Cuando Adolfo se enteró de que me sentía ofendido cuando me llamaban abulense me dijo que ése era el adjetivo más «fardón» —ésa es la palabra que utilizó— que nadie podía dedicarme: «Los de Ávila —me dijo— somos buena gente: recia, luchadora, sencilla, sincera y honrada». Desde entonces le tengo una profunda simpatía a Ávila, de la que, sin embargo, no guardo ningún recuerdo de infancia. Me fui de allí cuando aún no había cumplido mi primer año de vida. El único rastro indeleble de aquella etapa pregateante de mi existencia es una perforación de tímpano causada por el frío helador que debí de pasar durante el invierno.

Quise a Adolfo con la naturalidad con la que se quiere a las personas que están ahí, donde a uno le toca estar durante la infancia y la adolescencia. Nunca se me ocurrió investigar la calidad de los materiales de su manera de ser. Jamás me pregunté cómo era con los demás, si bueno o malo, generoso o tacaño, amable o descortés, divertido o cenizo. Para mí era un hombre fascinador y con eso era más que suficiente. Además, mis padres le querían mucho —eso era patente, aunque nunca se hubiera hecho explícito en una declaración formal de la que yo haya sido testigo— y mis hermanos, sobre todo Fernando, el mayor de los seis, sentían por él la misma fascinación que yo. Con el tiempo, cuando me fue concedida una cierta capacidad de discernimiento, seguí queriéndole a pesar de sus defectos. Adolfo era un tipo de primera. He conocido a muy pocos como él, y eso que he tenido el privilegio de conocer más o menos de cerca a casi todos los protagonistas de la vida política de esta época.

Mis relaciones con él han estado sujetas a los altibajos habituales de cualquier relación humana. A veces he estado a cinco minutos de mandarle a hacer puñetas. Me ha hecho daño. Ha torcido el gesto al verme. Me ha puesto a caer de un burro ante terceras personas. Y yo a él. Aun así, la balanza se inclina del otro lado. Lo bueno sobrepuja a lo que no lo es.

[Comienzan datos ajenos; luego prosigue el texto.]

// SPDX-License-Identifier: BUSL-1.1
// Copyright (c) 2026 Alfred Jean LLC

use super::*;
use crate::test_support::strategies::arb_job_status;
use proptest::prelude::*;

#[yare::parameterized(
    queued_to_running      = { JobStatus::Queued, JobStatus::Running },
    queued_to_paused       = { JobStatus::Queued, JobStatus::Paused },
    running_to_finished    = { JobStatus::Running, JobStatus::Finished },
    running_to_failed      = { JobStatus::Running, JobStatus::Failed },
    running_to_paused      = { JobStatus::Running, JobStatus::Paused },
    running_to_expired     = { JobStatus::Running, JobStatus::CredentialExpired },
    expired_to_waiting     = { JobStatus::CredentialExpired, JobStatus::WaitingCredentialRenewal },
    waiting_to_renewed     = { JobStatus::WaitingCredentialRenewal, JobStatus::CredentialRenewed },
    renewed_to_running     = { JobStatus::CredentialRenewed, JobStatus::Running },
    failed_requeue         = { JobStatus::Failed, JobStatus::Queued },
    paused_requeue         = { JobStatus::Paused, JobStatus::Queued },
)]
fn allowed_transition(from: JobStatus, to: JobStatus) {
    assert!(from.can_transition_to(to), "{from} -> {to} should be allowed");
}

#[yare::parameterized(
    finished_to_running    = { JobStatus::Finished, JobStatus::Running },
    finished_to_queued     = { JobStatus::Finished, JobStatus::Queued },
    failed_to_running      = { JobStatus::Failed, JobStatus::Running },
    paused_to_running      = { JobStatus::Paused, JobStatus::Running },
    queued_to_finished     = { JobStatus::Queued, JobStatus::Finished },
    expired_to_paused      = { JobStatus::CredentialExpired, JobStatus::Paused },
    waiting_to_paused      = { JobStatus::WaitingCredentialRenewal, JobStatus::Paused },
    renewed_to_paused      = { JobStatus::CredentialRenewed, JobStatus::Paused },
    queued_to_expired      = { JobStatus::Queued, JobStatus::CredentialExpired },
)]
fn rejected_transition(from: JobStatus, to: JobStatus) {
    assert!(!from.can_transition_to(to), "{from} -> {to} should be rejected");
}

#[test]
fn status_serializes_snake_case() {
    let json = serde_json::to_string(&JobStatus::WaitingCredentialRenewal).unwrap();
    assert_eq!(json, "\"waiting_credential_renewal\"");
    assert_eq!(JobStatus::WaitingCredentialRenewal.to_string(), "waiting_credential_renewal");
}

proptest! {
    #[test]
    fn paused_only_reachable_from_queued_or_running(from in arb_job_status()) {
        if from.can_transition_to(JobStatus::Paused) {
            prop_assert!(matches!(from, JobStatus::Queued | JobStatus::Running));
        }
    }

    #[test]
    fn terminal_states_only_leave_through_requeue(from in arb_job_status(), to in arb_job_status()) {
        if from.is_terminal() && from.can_transition_to(to) {
            prop_assert_eq!(from, JobStatus::Failed);
            prop_assert_eq!(to, JobStatus::Queued);
        }
    }
}

#[test]
fn only_queued_and_renewed_jobs_are_assignable() {
    let assignable: Vec<_> = JobStatus::ALL.into_iter().filter(|s| s.is_assignable()).collect();
    assert_eq!(assignable, vec![JobStatus::Queued, JobStatus::CredentialRenewed]);
}
// SPDX-License-Identifier: BUSL-1.1
// Copyright (c) 2026 Alfred Jean LLC

// Allow panic!/unwrap/expect in test code
#![cfg_attr(test, allow(clippy::panic))]
#![cfg_attr(test, allow(clippy::unwrap_used))]
#![cfg_attr(test, allow(clippy::expect_used))]

//! hv-engine: job lifecycle, discovery fan-out and crawler message dispatch

mod credential;
mod discovery;
mod dispatch;
mod lifecycle;
mod tracker;

#[cfg(test)]
mod test_helpers;

pub use credential::{Credential, CredentialError, CredentialProvider, StaticCredentials};
pub use discovery::{
    CommandTable, DiscoveryConfig, DiscoveryError, DiscoveryHandler, DiscoveryReport,
    DEFAULT_PRIORITY_TOP_N,
};
pub use dispatch::{CrawlerStatus, DispatchError, Dispatcher, DEFAULT_CLAIM_LEASE};
pub use lifecycle::{Completion, Failure, JobLifecycle, LifecycleError};
pub use tracker::{DiscoveryState, DiscoveryTracker};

Por lo que tengo oído, Adolfo, de niño, no sobresalía en nada, salvo en simpatía y encanto personal, que es lo mismo, me parece a mí, que decir que si sobresalía o no a casi nadie le importaba mucho. Nadie se paraba a juzgar si su compañía era buena o mala. Sencillamente se limitaban a desearla. Si por su madre profesaba Adolfo una tierna devoción, de su padre —un abogado simpático, aficionado al póquer y a las señoras— decidió heredar el carisma y el desparpajo. Era hijo de padres divorciados, aventurero y sociable. Un buen día se fue a Cuba en busca de fortuna, pero regresó pronto —sin haberla encontrado— al lugar donde su padre, gallego y republicano, se encontraba destinado como secretario del juzgado: Ávila. Se llamaba Hipólito, aunque «Polo» le llamaban casi todos, y cuando Ávila se le quedó pequeña, después de algún desbarajuste económico que nunca he tenido ganas de investigar, puso tierra de por medio y se fue a Madrid sin mirar la inhóspita intemperie que dejaba atrás, donde se quedaban, su mujer Herminia y sus hijos Adolfo, Hipólito, Carmen, Ricardo y José María. Creo que fue entonces, en esa circunstancia, cuando Adolfo balanceó por primera vez la tentación más cómoda de quitarse de en medio y afrontó la exigencia ingrata de encarar la adversidad cubriendo el hueco que la marcha de su padre había dejado. Se aplicó a sí mismo el consejo que, más adelante, me dio muchas veces: «La vida siempre te da dos opciones: la cómoda y la difícil. Cuando dudes, elige siempre la difícil, porque así siempre estarás seguro de que no ha sido la comodidad la que ha elegido por ti».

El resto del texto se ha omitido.